#### [Task brief]
Go through the entries and copy every line that has the string "clap" in it.

#### [Task inputs]
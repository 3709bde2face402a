use std::fmt;

use crate::scene::{Result, SceneError};

/// One token consumed by the plug-path builder.
#[derive(Debug, Clone, PartialEq, Eq)]
pub enum PlugToken {
	/// Name starting a new segment. Any length except exactly one character.
	Name(String),
	/// Single character fused onto the previous segment.
	Suffix(char),
	/// Logical array index appended to the previous segment as `[i]`.
	Index(u32),
}

impl PlugToken {
	/// Classify a string token: exactly one character is a suffix, anything else a name.
	pub fn from_text(text: &str) -> Self {
		single_char(text).map_or_else(|| Self::Name(text.to_owned()), Self::Suffix)
	}
}

fn single_char(text: &str) -> Option<char> {
	let mut chars = text.chars();
	match (chars.next(), chars.next()) {
		(Some(ch), None) => Some(ch),
		_ => None,
	}
}

impl From<&str> for PlugToken {
	fn from(text: &str) -> Self {
		Self::from_text(text)
	}
}

impl From<&String> for PlugToken {
	fn from(text: &String) -> Self {
		Self::from_text(text)
	}
}

impl From<String> for PlugToken {
	fn from(text: String) -> Self {
		match single_char(&text) {
			Some(ch) => Self::Suffix(ch),
			None => Self::Name(text),
		}
	}
}

impl From<char> for PlugToken {
	fn from(ch: char) -> Self {
		Self::Suffix(ch)
	}
}

impl From<u32> for PlugToken {
	fn from(index: u32) -> Self {
		Self::Index(index)
	}
}

impl fmt::Display for PlugToken {
	fn fmt(&self, f: &mut fmt::Formatter<'_>) -> fmt::Result {
		match self {
			Self::Name(name) => f.write_str(name),
			Self::Suffix(ch) => write!(f, "{ch}"),
			Self::Index(index) => write!(f, "{index}"),
		}
	}
}

/// Dotted/bracketed attribute path, stored as already-fused segment strings.
///
/// A segment is a name, optionally followed by `[index]` selectors and fused
/// single-character suffixes. Rendering joins segments with `.`.
#[derive(Debug, Clone, Default, PartialEq, Eq, Hash, PartialOrd, Ord)]
pub struct PlugPath {
	segments: Vec<String>,
}

/// Base name and index selectors of one parsed segment.
#[derive(Debug, Clone, PartialEq, Eq)]
pub struct SegmentParts<'a> {
	/// Attribute name before any `[`.
	pub name: &'a str,
	/// Index selectors in order of appearance.
	pub indices: Vec<u32>,
}

impl PlugPath {
	/// Empty path with no segments.
	pub fn new() -> Self {
		Self::default()
	}

	/// Build a path from tokens consumed left to right.
	pub fn build<I>(tokens: I) -> Result<Self>
	where
		I: IntoIterator,
		I::Item: Into<PlugToken>,
	{
		let mut path = Self::new();
		for token in tokens {
			path.push(token)?;
		}
		Ok(path)
	}

	/// Apply one token: names open a segment, suffixes and indices extend the last one.
	pub fn push(&mut self, token: impl Into<PlugToken>) -> Result<()> {
		let token = token.into();
		match token {
			PlugToken::Name(name) => self.segments.push(name),
			PlugToken::Suffix(ch) => self.last_segment(PlugToken::Suffix(ch))?.push(ch),
			PlugToken::Index(index) => {
				let last = self.last_segment(PlugToken::Index(index))?;
				last.push('[');
				last.push_str(&index.to_string());
				last.push(']');
			}
		}
		Ok(())
	}

	/// Copy of this path extended by one token.
	pub fn join(&self, token: impl Into<PlugToken>) -> Result<Self> {
		let mut out = self.clone();
		out.push(token)?;
		Ok(out)
	}

	fn last_segment(&mut self, token: PlugToken) -> Result<&mut String> {
		self.segments
			.last_mut()
			.ok_or_else(|| SceneError::DanglingPlugToken { token: token.to_string() })
	}

	/// Parse attribute text of the form `name[i].child[j][k].leaf`.
	pub fn parse(input: &str) -> Result<Self> {
		let invalid = || SceneError::InvalidPlugPath { path: input.to_owned() };
		if input.is_empty() {
			return Err(invalid());
		}

		let bytes = input.as_bytes();
		let mut idx = 0_usize;
		let mut segments = Vec::new();

		while idx < bytes.len() {
			let start = idx;
			while idx < bytes.len() && (bytes[idx].is_ascii_alphanumeric() || bytes[idx] == b'_') {
				idx += 1;
			}
			if idx == start {
				return Err(invalid());
			}

			while idx < bytes.len() && bytes[idx] == b'[' {
				idx += 1;
				let n_start = idx;
				while idx < bytes.len() && bytes[idx].is_ascii_digit() {
					idx += 1;
				}
				if idx == n_start || idx >= bytes.len() || bytes[idx] != b']' {
					return Err(invalid());
				}
				input[n_start..idx].parse::<u32>().map_err(|_| invalid())?;
				idx += 1;
			}

			segments.push(input[start..idx].to_owned());

			if idx < bytes.len() {
				if bytes[idx] != b'.' {
					return Err(invalid());
				}
				idx += 1;
				if idx >= bytes.len() {
					return Err(invalid());
				}
			}
		}

		Ok(Self { segments })
	}

	/// Fused segment strings in order.
	pub fn segments(&self) -> &[String] {
		&self.segments
	}

	/// Whether the path has no segments.
	pub fn is_empty(&self) -> bool {
		self.segments.is_empty()
	}

	/// Parts of the last segment, if it has the `name[i]...` form.
	pub fn leaf(&self) -> Option<SegmentParts<'_>> {
		self.segments.last().and_then(|segment| segment_parts(segment))
	}

	/// Whether the last segment selects an array element.
	pub fn is_element(&self) -> bool {
		self.leaf().is_some_and(|parts| !parts.indices.is_empty())
	}
}

/// Split one segment into base name and index selectors.
///
/// Returns `None` for segments with text after a closing bracket, such as the
/// builder output `attr[1]X`.
pub fn segment_parts(segment: &str) -> Option<SegmentParts<'_>> {
	let (name, mut rest) = match segment.find('[') {
		Some(at) => segment.split_at(at),
		None => (segment, ""),
	};

	let mut indices = Vec::new();
	while !rest.is_empty() {
		let body = rest.strip_prefix('[')?;
		let close = body.find(']')?;
		indices.push(body[..close].parse::<u32>().ok()?);
		rest = &body[close + 1..];
	}

	Some(SegmentParts { name, indices })
}

impl fmt::Display for PlugPath {
	fn fmt(&self, f: &mut fmt::Formatter<'_>) -> fmt::Result {
		for (idx, segment) in self.segments.iter().enumerate() {
			if idx > 0 {
				f.write_str(".")?;
			}
			f.write_str(segment)?;
		}
		Ok(())
	}
}

/// Build the plug name for a token sequence.
pub fn plug(tokens: &[PlugToken]) -> Result<String> {
	PlugPath::build(tokens.iter().cloned()).map(|path| path.to_string())
}

/// Partition a plug name at its first top-level `.` into node and attribute parts.
pub fn split_plug(path: &str) -> Result<(&str, &str)> {
	let mut depth = 0_u32;
	for (idx, byte) in path.bytes().enumerate() {
		match byte {
			b'[' => depth += 1,
			b']' => depth = depth.saturating_sub(1),
			b'.' if depth == 0 => {
				let (node, attr) = (&path[..idx], &path[idx + 1..]);
				if node.is_empty() || attr.is_empty() {
					break;
				}
				return Ok((node, attr));
			}
			_ => {}
		}
	}

	Err(SceneError::InvalidPlugPath { path: path.to_owned() })
}

/// Build a plug name from mixed string, character, and integer tokens.
///
/// Expands to a [`Result<String>`](crate::scene::Result).
#[macro_export]
macro_rules! plug {
	($($token:expr),+ $(,)?) => {
		$crate::scene::PlugPath::build([$($crate::scene::PlugToken::from($token)),+]).map(|path| path.to_string())
	};
}
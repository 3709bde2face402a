use std::path::PathBuf;

use scenefn::scene::MemoryScene;
use scenefn::scene::dag::{self, DescendOptions};

use crate::cmd::util::{QueryJson, QueryOutput, emit_json};

#[derive(Clone, Copy, clap::ValueEnum)]
pub enum Query {
	FullPath,
	Name,
	Parent,
	PartialPath,
	Ancestors,
	Children,
	Descendants,
	Shapes,
	Siblings,
}

impl Query {
	fn label(self) -> &'static str {
		match self {
			Self::FullPath => "full-path",
			Self::Name => "name",
			Self::Parent => "parent",
			Self::PartialPath => "partial-path",
			Self::Ancestors => "ancestors",
			Self::Children => "children",
			Self::Descendants => "descendants",
			Self::Shapes => "shapes",
			Self::Siblings => "siblings",
		}
	}
}

#[derive(clap::Args)]
pub struct Args {
	pub scene: PathBuf,
	#[arg(value_enum)]
	pub query: Query,
	pub node: String,
	/// Limit `descendants` to this many levels below NODE.
	#[arg(long)]
	pub depth: Option<u32>,
	#[arg(long)]
	pub json: bool,
}

/// Answer one hierarchy query about a DAG node.
pub fn run(args: Args) -> scenefn::scene::Result<()> {
	let Args {
		scene: path,
		query,
		node,
		depth,
		json,
	} = args;

	let scene = MemoryScene::load(&path)?;
	let result = match query {
		Query::FullPath => QueryOutput::One(dag::full_path(&scene, &node)?),
		Query::Name => QueryOutput::One(dag::name(&scene, &node)?),
		Query::Parent => QueryOutput::Maybe(dag::parent(&scene, &node)?),
		Query::PartialPath => QueryOutput::One(dag::partial_path(&scene, &node)?),
		Query::Ancestors => QueryOutput::Many(dag::ancestors(&scene, &node)?),
		Query::Children => QueryOutput::Many(dag::children(&scene, &node)?),
		Query::Descendants => QueryOutput::Many(dag::descendants_with(&scene, &node, &DescendOptions { max_depth: depth })?),
		Query::Shapes => QueryOutput::Many(dag::shapes(&scene, &node)?),
		Query::Siblings => QueryOutput::Many(dag::siblings(&scene, &node)?),
	};

	if json {
		return emit_json(&QueryJson {
			scene: path.display().to_string(),
			query: query.label(),
			target: &node,
			result: &result,
		});
	}

	result.print_lines();
	Ok(())
}

#[cfg(test)]
mod tests;
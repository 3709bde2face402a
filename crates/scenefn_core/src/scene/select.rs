use crate::scene::{NodeId, PlugRef, Result, SceneError, SceneHost, Selection};

/// Resolve `identifier` to a node, or to the node owning a plug.
pub fn object<H: SceneHost + ?Sized>(host: &H, identifier: &str) -> Result<NodeId> {
	Ok(host.resolve(identifier)?.node())
}

/// Resolve `identifier` to a DAG node.
pub fn dag_node<H: SceneHost + ?Sized>(host: &H, identifier: &str) -> Result<NodeId> {
	let node = object(host, identifier)?;
	if !host.node_kind(node)?.is_dag() {
		return Err(SceneError::NotDagNode {
			identifier: identifier.to_owned(),
		});
	}
	Ok(node)
}

/// Resolve `identifier` to a plug.
pub fn plug_ref<H: SceneHost + ?Sized>(host: &H, identifier: &str) -> Result<PlugRef> {
	match host.resolve(identifier)? {
		Selection::Plug(plug) => Ok(plug),
		Selection::Node(_) => Err(SceneError::NotPlug {
			identifier: identifier.to_owned(),
		}),
	}
}

/// Full `|a|b` path for DAG nodes, plain name otherwise.
pub fn display_name<H: SceneHost + ?Sized>(host: &H, node: NodeId) -> Result<String> {
	if !host.node_kind(node)?.is_dag() {
		return host.node_name(node);
	}

	let mut out = String::new();
	for segment in host.hierarchy_path(node)? {
		out.push('|');
		out.push_str(&segment);
	}
	Ok(out)
}

/// Plug name using the owning node's display name.
pub fn plug_name<H: SceneHost + ?Sized>(host: &H, plug: &PlugRef) -> Result<String> {
	Ok(format!("{}.{}", display_name(host, plug.node)?, plug.attr))
}
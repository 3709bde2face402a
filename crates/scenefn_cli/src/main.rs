#![allow(missing_docs)]

use clap::{Parser, Subcommand};

mod cmd;

#[derive(Parser)]
#[command(name = "scenefn", about = "Scene-graph and plug-path helpers")]
struct Cli {
	/// Emit debug logs on stderr; `RUST_LOG` takes precedence.
	#[arg(short, long, global = true)]
	verbose: bool,
	#[command(subcommand)]
	command: Commands,
}

#[derive(Subcommand)]
enum Commands {
	/// Build a plug name from tokens.
	Plug(cmd::plug::Args),
	/// Split a plug name into node and attribute parts.
	Split(cmd::split::Args),
	/// Query the DAG hierarchy of a scene document.
	Dag(cmd::dag::Args),
	/// Query plug connections and array elements of a scene document.
	Plugs(cmd::plugs::Args),
	/// List nodes of a scene document.
	Ls(cmd::ls::Args),
	/// Create a node in a scene document.
	Create(cmd::create::Args),
}

fn main() {
	let cli = Cli::parse();
	init_tracing(cli.verbose);

	if let Err(err) = run(cli.command) {
		tracing::debug!(error = ?err, "command failed");
		eprintln!("error: {err}");
		std::process::exit(1);
	}
}

fn init_tracing(verbose: bool) {
	let fallback = if verbose { "debug" } else { "warn" };
	let filter = tracing_subscriber::EnvFilter::try_from_default_env()
		.or_else(|_| tracing_subscriber::EnvFilter::try_new(fallback))
		.unwrap_or_else(|_| tracing_subscriber::EnvFilter::new("warn"));

	let _ = tracing_subscriber::fmt()
		.with_env_filter(filter)
		.with_target(true)
		.with_writer(std::io::stderr)
		.try_init();
}

fn run(command: Commands) -> scenefn::scene::Result<()> {
	match command {
		Commands::Plug(args) => cmd::plug::run(args),
		Commands::Split(args) => cmd::split::run(args),
		Commands::Dag(args) => cmd::dag::run(args),
		Commands::Plugs(args) => cmd::plugs::run(args),
		Commands::Ls(args) => cmd::ls::run(args),
		Commands::Create(args) => cmd::create::run(args),
	}
}
//! Shared test helpers for workspace crates.

use std::path::{Path, PathBuf};

/// Resolve the workspace root path.
pub fn workspace_root() -> PathBuf {
	let manifest_dir = Path::new(env!("CARGO_MANIFEST_DIR"));
	manifest_dir
		.join("..")
		.join("..")
		.canonicalize()
		.unwrap_or_else(|_| manifest_dir.join("..").join(".."))
}

/// Resolve a fixture path under `<workspace>/fixtures`.
pub fn fixture_path(name: &str) -> PathBuf {
	workspace_root().join("fixtures").join(name)
}

/// Resolve the workspace target directory.
pub fn target_dir() -> PathBuf {
	std::env::var_os("CARGO_TARGET_DIR")
		.map(PathBuf::from)
		.unwrap_or_else(|| workspace_root().join("target"))
}

/// Parse a JSON fixture file.
pub fn fixture_json(name: &str) -> serde_json::Value {
	let path = fixture_path(name);
	let text = std::fs::read_to_string(&path).unwrap_or_else(|err| panic!("read fixture {}: {err}", path.display()));
	serde_json::from_str(&text).unwrap_or_else(|err| panic!("parse fixture {}: {err}", path.display()))
}

/// Scene document for the shared `rig.json` fixture.
///
/// Layout:
///
/// ```text
/// |rig
/// |rig|spine
/// |rig|spine|chest
/// |rig|spine|chest|neck
/// |rig|spine|spineShape      (locator)
/// |rig|arm_L
/// |rig|arm_R
/// |ctrl
/// |ctrl|arm_L
/// network1                    (network: values[0,1,3], notes, fizz.buzz)
/// ```
///
/// `|ctrl.visibility` drives `|rig|spine.visibility`.
pub fn rig_scene() -> serde_json::Value {
	fixture_json("rig.json")
}

/// Scene document with a single root transform named `root` and nothing else.
pub fn single_root_scene() -> serde_json::Value {
	serde_json::json!({
		"nodes": [
			{ "name": "root", "type": "transform" }
		]
	})
}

#### [Solved exercise]
#[derive(Clone, Copy, clap::ValueEnum)]
#[derive(clap::Args)]
use clap::{Parser, Subcommand};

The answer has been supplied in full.